*** Opening PROVIDED MATERIAL ***

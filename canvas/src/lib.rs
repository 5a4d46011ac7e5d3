//! Canvas core for the product design studio.
//!
//! This crate holds everything about a design that is not I/O: the element
//! model, the document store and its transitions, the pointer interaction
//! engine that turns raw input into those transitions, the codec to and from
//! persisted project records, and a render-ready scene derivation. The host
//! wires DOM events to [`engine::Engine`] and draws [`scene::Scene`].
//!
//! ## Module layout
//!
//! | Module | Role |
//! |--------|------|
//! | [`element`] | Design elements: text and shape variants, geometry, product types |
//! | [`doc`] | The design document and the store that owns it |
//! | [`engine`] | Pointer interaction engine and emitted [`engine::Action`]s |
//! | [`input`] | Tool modes, keys, gesture states and resize geometry |
//! | [`hit`] | Hit-testing against handles and elements |
//! | [`viewport`] | Client-to-canvas coordinate mapping |
//! | [`codec`] | Persisted project record and conversions |
//! | [`scene`] | Paint list, backdrop and hints for the host renderer |
//! | [`consts`] | Shared constants (default sizes, colors, thresholds) |

pub mod codec;
pub mod consts;
pub mod doc;
pub mod element;
pub mod engine;
pub mod hit;
pub mod input;
pub mod scene;
pub mod viewport;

*** Closing PROVIDED MATERIAL ***

PROBLEM DESCRIPTION: Take the lines from the one containing "pub mod element;" through the final line of the entries above, and set them down exactly, with nothing added.

RESULT BELOW:
pub mod element;
pub mod engine;
pub mod hit;
pub mod input;
pub mod scene;
pub mod viewport;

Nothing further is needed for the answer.